Skill Builder: Archived Page

January 18, 2010

Inviting Group Reflection Creates Group Development

Facilitators who encourage reflection provide groups the opportunity to learn, grow, and change. All groups benefit from reflection. Garmston and Costa remind us that learning is not episodic. It is in reflecting that learning takes place. Allowing time to process the overall performance of the group translates into intrinsic motivation that impacts group craftsmanship.
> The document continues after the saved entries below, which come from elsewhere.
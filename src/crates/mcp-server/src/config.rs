//! Command-line and environment configuration.

use clap::Parser;
use computer_control::HttpBackendConfig;
use std::time::Duration;

/// Default address of the computer-control backend.
pub const DEFAULT_BACKEND_URL: &str = "http://localhost:5000";

/// MCP server exposing mouse, keyboard and wait tools
#[derive(Parser, Debug, Clone)]
#[command(name = "omnicontrol-mcp")]
#[command(version)]
#[command(about = "MCP stdio server exposing computer-control tools", long_about = None)]
pub struct Config {
    /// Base URL of the computer-control backend
    #[arg(long, env = "OMNICONTROL_BACKEND_URL", default_value = DEFAULT_BACKEND_URL)]
    pub backend_url: String,

    /// Timeout for each backend request, in seconds (no timeout when unset)
    #[arg(long, env = "OMNICONTROL_BACKEND_TIMEOUT_SECS")]
    pub backend_timeout_secs: Option<u64>,

    /// Server name reported to clients during initialization
    #[arg(long, default_value = "omnicontrol")]
    pub server_name: String,

    /// Log filter, e.g. "info" or "omnicontrol_mcp=debug"
    #[arg(long, env = "OMNICONTROL_LOG", default_value = "info")]
    pub log_level: String,
}

impl Config {
    /// Backend connection settings derived from the flags.
    pub fn backend_config(&self) -> HttpBackendConfig {
        let config = HttpBackendConfig::new(self.backend_url.clone());
        match self.backend_timeout_secs {
            Some(secs) => config.with_timeout(Duration::from_secs(secs)),
            None => config,
        }
    }
}
//! Framing-independent encoding of JSON-RPC messages and MCP result shapes.

use crate::mcp::types::{JsonRpcError, JsonRpcRequest, JsonRpcResponse, JSONRPC_VERSION, PROTOCOL_VERSION};
use crate::registry::ToolDescriptor;
use computer_control::ActionResult;
use serde_json::{json, Value};

pub struct McpProtocol;

impl McpProtocol {
    pub fn serialize(response: &JsonRpcResponse) -> serde_json::Result<String> {
        serde_json::to_string(response)
    }

    /// Parse one line into a request.
    ///
    /// On failure the `Err` is the response to send back: a parse error for
    /// malformed JSON, an invalid-request error for JSON that is not a
    /// JSON-RPC 2.0 request.
    pub fn deserialize(line: &str) -> Result<JsonRpcRequest, JsonRpcResponse> {
        let value: Value = serde_json::from_str(line)
            .map_err(|e| JsonRpcResponse::failure(Value::Null, JsonRpcError::parse_error(e)))?;

        let id = value.get("id").cloned().unwrap_or(Value::Null);
        let request: JsonRpcRequest = serde_json::from_value(value)
            .map_err(|e| JsonRpcResponse::failure(id.clone(), JsonRpcError::invalid_request(e)))?;

        if request.jsonrpc != JSONRPC_VERSION {
            return Err(JsonRpcResponse::failure(
                id,
                JsonRpcError::invalid_request(format!("unsupported jsonrpc version {:?}", request.jsonrpc)),
            ));
        }

        Ok(request)
    }

    pub fn initialize_result(name: &str, version: &str) -> Value {
        json!({
            "protocolVersion": PROTOCOL_VERSION,
            "capabilities": {"tools": {}},
            "serverInfo": {"name": name, "version": version}
        })
    }

    pub fn tools_list_result(tools: &[ToolDescriptor]) -> serde_json::Result<Value> {
        Ok(json!({ "tools": serde_json::to_value(tools)? }))
    }

    /// Wrap an envelope as a `tools/call` result.
    ///
    /// The envelope itself is the first text item. A screenshot, when present,
    /// is repeated as an image item so clients can render it directly.
    pub fn tool_call_result(result: &ActionResult) -> serde_json::Result<Value> {
        let mut content = vec![json!({
            "type": "text",
            "text": serde_json::to_string(result)?
        })];

        if let Some(image) = result.base64_image() {
            content.push(json!({
                "type": "image",
                "data": image,
                "mimeType": "image/png"
            }));
        }

        Ok(json!({
            "content": content,
            "isError": !result.is_success()
        }))
    }
}
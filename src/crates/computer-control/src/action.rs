//! Backend action vocabulary and click resolution.

use crate::error::DispatchError;
use serde::{Deserialize, Serialize};
use std::fmt;
use std::str::FromStr;

/// Screen coordinate passed to the backend as `[x, y]`.
pub type Coordinate = (i32, i32);

/// Every action token the computer-control backend understands.
#[derive(Debug, Clone, Copy, PartialEq, Eq, Hash, Serialize, Deserialize)]
#[serde(rename_all = "snake_case")]
pub enum ComputerAction {
    MouseMove,
    LeftClick,
    RightClick,
    MiddleClick,
    DoubleClick,
    LeftClickDrag,
    Type,
    Key,
    CursorPosition,
    Wait,
}

impl ComputerAction {
    /// All known actions.
    pub const ALL: [ComputerAction; 10] = [
        ComputerAction::MouseMove,
        ComputerAction::LeftClick,
        ComputerAction::RightClick,
        ComputerAction::MiddleClick,
        ComputerAction::DoubleClick,
        ComputerAction::LeftClickDrag,
        ComputerAction::Type,
        ComputerAction::Key,
        ComputerAction::CursorPosition,
        ComputerAction::Wait,
    ];

    /// Wire token for this action.
    pub fn as_str(&self) -> &'static str {
        match self {
            ComputerAction::MouseMove => "mouse_move",
            ComputerAction::LeftClick => "left_click",
            ComputerAction::RightClick => "right_click",
            ComputerAction::MiddleClick => "middle_click",
            ComputerAction::DoubleClick => "double_click",
            ComputerAction::LeftClickDrag => "left_click_drag",
            ComputerAction::Type => "type",
            ComputerAction::Key => "key",
            ComputerAction::CursorPosition => "cursor_position",
            ComputerAction::Wait => "wait",
        }
    }
}

impl fmt::Display for ComputerAction {
    fn fmt(&self, f: &mut fmt::Formatter<'_>) -> fmt::Result {
        f.write_str(self.as_str())
    }
}

impl FromStr for ComputerAction {
    type Err = String;

    fn from_str(s: &str) -> Result<Self, Self::Err> {
        ComputerAction::ALL
            .iter()
            .copied()
            .find(|action| action.as_str() == s)
            .ok_or_else(|| format!("Unknown computer action: {}", s))
    }
}

/// Mouse button named by a click intent.
#[derive(Debug, Clone, Copy, PartialEq, Eq)]
pub enum MouseButton {
    Left,
    Right,
    Middle,
}

impl FromStr for MouseButton {
    type Err = ();

    fn from_str(s: &str) -> Result<Self, Self::Err> {
        match s.to_lowercase().as_str() {
            "left" => Ok(MouseButton::Left),
            "right" => Ok(MouseButton::Right),
            "middle" => Ok(MouseButton::Middle),
            _ => Err(()),
        }
    }
}

/// Single or double click.
#[derive(Debug, Clone, Copy, PartialEq, Eq)]
pub enum ClickStyle {
    Click,
    Double,
}

impl FromStr for ClickStyle {
    type Err = ();

    fn from_str(s: &str) -> Result<Self, Self::Err> {
        match s.to_lowercase().as_str() {
            "click" => Ok(ClickStyle::Click),
            "double" => Ok(ClickStyle::Double),
            _ => Err(()),
        }
    }
}

/// Resolve a click intent to its backend action.
///
/// Matching is case-insensitive. Pairs outside the table (including
/// unrecognized names) yield [`DispatchError::UnsupportedCombination`]
/// carrying the caller's original spelling.
pub fn resolve_click(button: &str, click_type: &str) -> Result<ComputerAction, DispatchError> {
    let pair = (button.parse::<MouseButton>(), click_type.parse::<ClickStyle>());

    match pair {
        (Ok(MouseButton::Left), Ok(ClickStyle::Click)) => Ok(ComputerAction::LeftClick),
        (Ok(MouseButton::Right), Ok(ClickStyle::Click)) => Ok(ComputerAction::RightClick),
        (Ok(MouseButton::Middle), Ok(ClickStyle::Click)) => Ok(ComputerAction::MiddleClick),
        (Ok(MouseButton::Left), Ok(ClickStyle::Double)) => Ok(ComputerAction::DoubleClick),
        _ => Err(DispatchError::UnsupportedCombination {
            button: button.to_string(),
            click_type: click_type.to_string(),
        }),
    }
}

/// A fully resolved backend call: exactly one action plus its optional inputs.
#[derive(Debug, Clone, PartialEq, Serialize, Deserialize)]
pub struct ActionRequest {
    pub action: ComputerAction,
    #[serde(default, skip_serializing_if = "Option::is_none")]
    pub text: Option<String>,
    #[serde(default, skip_serializing_if = "Option::is_none")]
    pub coordinate: Option<Coordinate>,
}

impl ActionRequest {
    pub fn new(action: ComputerAction) -> Self {
        Self {
            action,
            text: None,
            coordinate: None,
        }
    }

    pub fn with_text(mut self, text: impl Into<String>) -> Self {
        self.text = Some(text.into());
        self
    }

    pub fn with_coordinate(mut self, x: i32, y: i32) -> Self {
        self.coordinate = Some((x, y));
        self
    }
}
Group developers can impact group craftsmanship and efficacy through well-framed questions that create dialogue and reflection. Garmston and Wellman write that just as teachers work with taxonomies of both the cognitive and affective domains, group developers can also apply a taxonomy of intervention, seeking to direct training energies to the levels that will produce the most growth. One approach is to consistently provide processing questions that focus group members' conscious attention on multiple levels of nested learning (Garmston & Wellman, pg. 126).

Focusing questions on identity, belief, capabilities, behaviors and environment will keep the group centered on their energy sources both as individuals and as group members. The table (Garmston & Wellman, pg. 127) provides the following examples:

  1. Identity: Given your sense of this being a true professional community, what were some of the ways that this guided your interactions today?
  2. Belief: Reflecting on your beliefs about the importance of collaboration, what were some things you noticed about the work today?
  3. Capabilities: In what ways did your understanding of the processes of dialogue and discussion influence your productivity with today's topic?
  4. Behavior: Given the emotional content of today's topic, what were some of the ways that your managed the internal process of the way you listened to one another?
  5. Environment: What were some of the ways that this seating arrangement supported your work today?

Reflection

In what ways might these levels of learning impact the growth and production of your group?
 
 


Garmston, Robert, & Wellman, Bruce (2009). The Adaptive School: A Sourcebook for Developing Collaborative Groups, 2nd ed. Norwood, MA: Christopher-Gordon, p. 126-127.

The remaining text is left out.